Apenas para realçar o gosto dos anfitriões, face à presença do ilustre representante real da França é que apareceram na mesa do Palácio dos Governadores, as quatorze garrafas de “Champanha”, as duas de Aguardente-Francesa e uma do Licor de Hazel. É o que parece significar o custoso processo usado para conseguir, de um país tão distante, bebida de pouca tradição na terra.
O vinho Lisboa custava $400 a garrafa; o Licante e o Calabre, $600 cada uma; os do Porto, Madeira e Feitoria, $640 a garrafa; o Moscatel, $560; o Malvizia, $800 e o mais caro, o “Bordox”, 1$000. Cerveja, $640 a garrafa.
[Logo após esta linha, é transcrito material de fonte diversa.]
// Copyright 2026 Phillip Cloud
// Licensed under the Apache License, Version 2.0

use anyhow::{Context, Result, anyhow, bail};
use riskwise_app::{CategoryFilter, SortMode};
use riskwise_relay::Credentials;
use serde::Deserialize;
use std::env;
use std::fs;
use std::path::{Path, PathBuf};
use std::time::Duration;

const CONFIG_VERSION: i64 = 1;
const APP_NAME: &str = "riskwise";

#[derive(Debug, Clone, Deserialize)]
pub struct Config {
    pub version: i64,
    #[serde(default)]
    pub ui: Ui,
    #[serde(default)]
    pub relay: Relay,
}

impl Default for Config {
    fn default() -> Self {
        Self {
            version: CONFIG_VERSION,
            ui: Ui::default(),
            relay: Relay::default(),
        }
    }
}

#[derive(Debug, Clone, Default, Deserialize)]
pub struct Ui {
    pub default_sort: Option<String>,
    pub default_category: Option<String>,
}

#[derive(Debug, Clone, Deserialize)]
pub struct Relay {
    pub base_url: Option<String>,
    pub public_key: Option<String>,
    pub service_id: Option<String>,
    pub template_id: Option<String>,
    pub timeout: Option<String>,
}

impl Default for Relay {
    fn default() -> Self {
        Self {
            base_url: Some(riskwise_relay::DEFAULT_BASE_URL.to_owned()),
            public_key: None,
            service_id: None,
            template_id: None,
            timeout: Some("10s".to_owned()),
        }
    }
}

impl Config {
    pub fn default_path() -> Result<PathBuf> {
        if let Some(path) = env::var_os("RISKWISE_CONFIG_PATH") {
            return Ok(PathBuf::from(path));
        }

        let config_root = dirs::config_dir().ok_or_else(|| {
            anyhow!("cannot resolve config directory; set RISKWISE_CONFIG_PATH to the config file")
        })?;

        let app_dir = config_root.join(APP_NAME);
        fs::create_dir_all(&app_dir)
            .with_context(|| format!("create config directory {}", app_dir.display()))?;
        Ok(app_dir.join("config.toml"))
    }

    pub fn load(path: &Path) -> Result<Self> {
        if !path.exists() {
            return Ok(Self::default());
        }

        let raw = fs::read_to_string(path)
            .with_context(|| format!("read config file {}", path.display()))?;
        let value: toml::Value = toml::from_str(&raw)
            .with_context(|| format!("parse TOML config {}", path.display()))?;

        let version = value
            .get("version")
            .and_then(toml::Value::as_integer)
            .ok_or_else(|| {
                anyhow!(
                    "config file {} is not versioned. Add `version = 1` and move values under [ui] and [relay]",
                    path.display()
                )
            })?;

        if version != CONFIG_VERSION {
            bail!(
                "unsupported config version {} in {}; expected version = 1",
                version,
                path.display()
            );
        }

        let config: Config = value
            .try_into()
            .with_context(|| format!("decode config {}", path.display()))?;
        config.validate(path)?;
        Ok(config)
    }

    fn validate(&self, path: &Path) -> Result<()> {
        if let Some(sort) = &self.ui.default_sort
            && SortMode::parse(sort).is_none()
        {
            bail!(
                "ui.default_sort in {} must be one of recommended, price-asc, price-desc, claim-desc; got {sort:?}",
                path.display()
            );
        }

        if let Some(category) = &self.ui.default_category
            && CategoryFilter::parse(category).is_none()
        {
            bail!(
                "ui.default_category in {} must be any, Health, Life, or General; got {category:?}",
                path.display()
            );
        }

        if let Some(timeout) = &self.relay.timeout {
            let parsed = parse_duration(timeout)?;
            if parsed <= Duration::ZERO {
                bail!(
                    "relay.timeout in {} must be positive, got {}",
                    path.display(),
                    timeout
                );
            }
        }

        Ok(())
    }

    pub fn default_sort(&self) -> SortMode {
        self.ui
            .default_sort
            .as_deref()
            .and_then(SortMode::parse)
            .unwrap_or(SortMode::Recommended)
    }

    pub fn default_category(&self) -> CategoryFilter {
        self.ui
            .default_category
            .as_deref()
            .and_then(CategoryFilter::parse)
            .unwrap_or(CategoryFilter::Any)
    }

    pub fn relay_base_url(&self) -> &str {
        self.relay
            .base_url
            .as_deref()
            .unwrap_or(riskwise_relay::DEFAULT_BASE_URL)
            .trim_end_matches('/')
    }

    pub fn relay_timeout(&self) -> Result<Duration> {
        parse_duration(self.relay.timeout.as_deref().unwrap_or("10s"))
    }

    /// Relay credentials merged with env overrides. Env wins over the file so
    /// keys can stay out of dotfiles. `None` means demo mode.
    pub fn relay_credentials(&self) -> Option<Credentials> {
        let public_key = env::var("RISKWISE_RELAY_PUBLIC_KEY")
            .ok()
            .or_else(|| self.relay.public_key.clone());
        let service_id = env::var("RISKWISE_RELAY_SERVICE_ID")
            .ok()
            .or_else(|| self.relay.service_id.clone());
        let template_id = env::var("RISKWISE_RELAY_TEMPLATE_ID")
            .ok()
            .or_else(|| self.relay.template_id.clone());
        Credentials::from_parts(
            public_key.as_deref(),
            service_id.as_deref(),
            template_id.as_deref(),
        )
    }

    pub fn example_config(path: &Path) -> String {
        format!(
            "# riskwise config\n# Place this file at: {}\n\nversion = 1\n\n[ui]\n# recommended | price-asc | price-desc | claim-desc\ndefault_sort = \"recommended\"\n# any | Health | Life | General\ndefault_category = \"any\"\n\n[relay]\nbase_url = \"{}\"\n# Leave the three ids unset to run in demo mode (no leads are sent).\n# public_key = \"...\"\n# service_id = \"...\"\n# template_id = \"...\"\ntimeout = \"10s\"\n",
            path.display(),
            riskwise_relay::DEFAULT_BASE_URL,
        )
    }
}

fn parse_duration(raw: &str) -> Result<Duration> {
    if let Some(value) = raw.strip_suffix("ms") {
        let millis: u64 = value
            .parse()
            .with_context(|| format!("invalid timeout duration {raw:?}"))?;
        return Ok(Duration::from_millis(millis));
    }
    if let Some(value) = raw.strip_suffix('s') {
        let secs: u64 = value
            .parse()
            .with_context(|| format!("invalid timeout duration {raw:?}"))?;
        return Ok(Duration::from_secs(secs));
    }
    if let Some(value) = raw.strip_suffix('m') {
        let mins: u64 = value
            .parse()
            .with_context(|| format!("invalid timeout duration {raw:?}"))?;
        return Ok(Duration::from_secs(mins * 60));
    }

    bail!("invalid duration {raw:?}; use one of: <N>ms, <N>s, <N>m (for example 500ms or 10s)")
}

#[cfg(test)]
mod tests {
    use super::{Config, parse_duration};
    use anyhow::Result;
    use riskwise_app::{Category, CategoryFilter, SortMode};
    use std::path::PathBuf;
    use std::sync::{Mutex, OnceLock};
    use std::time::Duration;

    fn write_config(content: &str) -> Result<(tempfile::TempDir, PathBuf)> {
        let temp = tempfile::tempdir()?;
        let path = temp.path().join("config.toml");
        std::fs::write(&path, content)?;
        Ok((temp, path))
    }

    fn env_lock() -> std::sync::MutexGuard<'static, ()> {
        static ENV_LOCK: OnceLock<Mutex<()>> = OnceLock::new();
        match ENV_LOCK.get_or_init(|| Mutex::new(())).lock() {
            Ok(guard) => guard,
            Err(poisoned) => poisoned.into_inner(),
        }
    }

    fn clear_relay_env() {
        for key in [
            "RISKWISE_RELAY_PUBLIC_KEY",
            "RISKWISE_RELAY_SERVICE_ID",
            "RISKWISE_RELAY_TEMPLATE_ID",
        ] {
            // SAFETY: test-only process-local env mutation.
            unsafe {
                std::env::remove_var(key);
            }
        }
    }

    #[test]
    fn missing_config_uses_defaults() -> Result<()> {
        let _guard = env_lock();
        clear_relay_env();
        let temp = tempfile::tempdir()?;
        let config = Config::load(&temp.path().join("missing.toml"))?;
        assert_eq!(config.version, 1);
        assert_eq!(config.default_sort(), SortMode::Recommended);
        assert_eq!(config.default_category(), CategoryFilter::Any);
        assert!(config.relay_credentials().is_none(), "defaults run in demo");
        Ok(())
    }

    #[test]
    fn unversioned_config_is_rejected_with_actionable_message() -> Result<()> {
        let (_temp, path) = write_config("[relay]\npublic_key=\"pk\"\n")?;
        let error = Config::load(&path).expect_err("unversioned config should fail");
        let message = error.to_string();
        assert!(message.contains("version = 1"));
        assert!(message.contains("[ui] and [relay]"));
        Ok(())
    }

    #[test]
    fn full_config_parses() -> Result<()> {
        let _guard = env_lock();
        clear_relay_env();
        let (_temp, path) = write_config(
            "version = 1\n[ui]\ndefault_sort = \"price-asc\"\ndefault_category = \"Life\"\n[relay]\npublic_key = \"pk\"\nservice_id = \"svc\"\ntemplate_id = \"tpl\"\ntimeout = \"2s\"\n",
        )?;

        let config = Config::load(&path)?;
        assert_eq!(config.default_sort(), SortMode::PriceAscending);
        assert_eq!(
            config.default_category(),
            CategoryFilter::Only(Category::Life),
        );
        assert!(config.relay_credentials().is_some());
        assert_eq!(config.relay_timeout()?, Duration::from_secs(2));
        Ok(())
    }

    #[test]
    fn malformed_config_returns_parse_error() -> Result<()> {
        let (_temp, path) = write_config("{{not toml")?;
        let error = Config::load(&path).expect_err("malformed config should fail");
        assert!(error.to_string().contains("parse TOML config"));
        Ok(())
    }

    #[test]
    fn unsupported_config_version_is_rejected() -> Result<()> {
        let (_temp, path) = write_config("version = 9\n")?;
        let error = Config::load(&path).expect_err("v9 config should fail");
        assert!(error.to_string().contains("unsupported config version 9"));
        Ok(())
    }

    #[test]
    fn invalid_default_sort_is_rejected() -> Result<()> {
        let (_temp, path) = write_config("version = 1\n[ui]\ndefault_sort = \"cheapest\"\n")?;
        let error = Config::load(&path).expect_err("bad sort key should fail");
        assert!(error.to_string().contains("ui.default_sort"));
        Ok(())
    }

    #[test]
    fn invalid_default_category_is_rejected() -> Result<()> {
        let (_temp, path) = write_config("version = 1\n[ui]\ndefault_category = \"Car\"\n")?;
        let error = Config::load(&path).expect_err("bad category should fail");
        assert!(error.to_string().contains("ui.default_category"));
        Ok(())
    }

    #[test]
    fn partial_relay_credentials_mean_demo_mode() -> Result<()> {
        let _guard = env_lock();
        clear_relay_env();
        let (_temp, path) = write_config(
            "version = 1\n[relay]\npublic_key = \"pk\"\nservice_id = \"svc\"\n",
        )?;
        let config = Config::load(&path)?;
        assert!(config.relay_credentials().is_none());
        Ok(())
    }

    #[test]
    fn env_overrides_complete_relay_credentials() -> Result<()> {
        let _guard = env_lock();
        clear_relay_env();
        let (_temp, path) = write_config(
            "version = 1\n[relay]\npublic_key = \"pk\"\nservice_id = \"svc\"\n",
        )?;
        let config = Config::load(&path)?;
        // SAFETY: test-only process-local env mutation.
        unsafe {
            std::env::set_var("RISKWISE_RELAY_TEMPLATE_ID", "tpl-env");
        }
        let credentials = config.relay_credentials();
        clear_relay_env();
        assert!(credentials.is_some());
        Ok(())
    }

    #[test]
    fn default_path_honors_env_override() -> Result<()> {
        let _guard = env_lock();
        let temp = tempfile::tempdir()?;
        let override_path = temp.path().join("custom-config.toml");
        // SAFETY: test-only process-local env mutation.
        unsafe {
            std::env::set_var("RISKWISE_CONFIG_PATH", &override_path);
        }
        let resolved = Config::default_path();
        // SAFETY: test cleanup for process-local env mutation.
        unsafe {
            std::env::remove_var("RISKWISE_CONFIG_PATH");
        }
        assert_eq!(resolved?, override_path);
        Ok(())
    }

    #[test]
    fn relay_base_url_trims_trailing_slashes() -> Result<()> {
        let (_temp, path) =
            write_config("version = 1\n[relay]\nbase_url = \"https://relay.example///\"\n")?;
        let config = Config::load(&path)?;
        assert_eq!(config.relay_base_url(), "https://relay.example");
        Ok(())
    }

    #[test]
    fn relay_timeout_parses_ms_seconds_and_minutes() -> Result<()> {
        assert_eq!(parse_duration("500ms")?, Duration::from_millis(500));
        assert_eq!(parse_duration("10s")?, Duration::from_secs(10));
        assert_eq!(parse_duration("2m")?, Duration::from_secs(120));
        Ok(())
    }

    #[test]
    fn relay_timeout_rejects_non_positive_values_in_config() -> Result<()> {
        let (_temp, path) = write_config("version = 1\n[relay]\ntimeout = \"0s\"\n")?;
        let error = Config::load(&path).expect_err("zero timeout should fail");
        assert!(error.to_string().contains("must be positive"));
        Ok(())
    }

    #[test]
    fn example_config_includes_required_sections() -> Result<()> {
        let temp = tempfile::tempdir()?;
        let path = temp.path().join("config.toml");
        let example = Config::example_config(&path);
        assert!(example.contains("version = 1"));
        assert!(example.contains("[ui]"));
        assert!(example.contains("[relay]"));
        assert!(example.contains("demo mode"));
        Ok(())
    }
}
As bebidas mais caras do protocolo em questão, foram mesmo a Champanha comum, de 1$400 a garrafa. A Champanha superior, de 2$400, e o Licor de Hazel, de 2$400 – o que vem realçar o esforço realizado na época, para se conseguir o toque francês para a festa do Príncipe de Joinville.”

J. Seixas Sobrinho
Breve Crônica do Palácio dos Governadores no Século XIX,
O Estado de Minas, 21-06-1968.


Fogão de Lenha – 300 anos de cozinha mineira / Maria Stella Libânio Christo. – Petrópolis: Editora Vozes Ltda, 1978 – 2ª edição.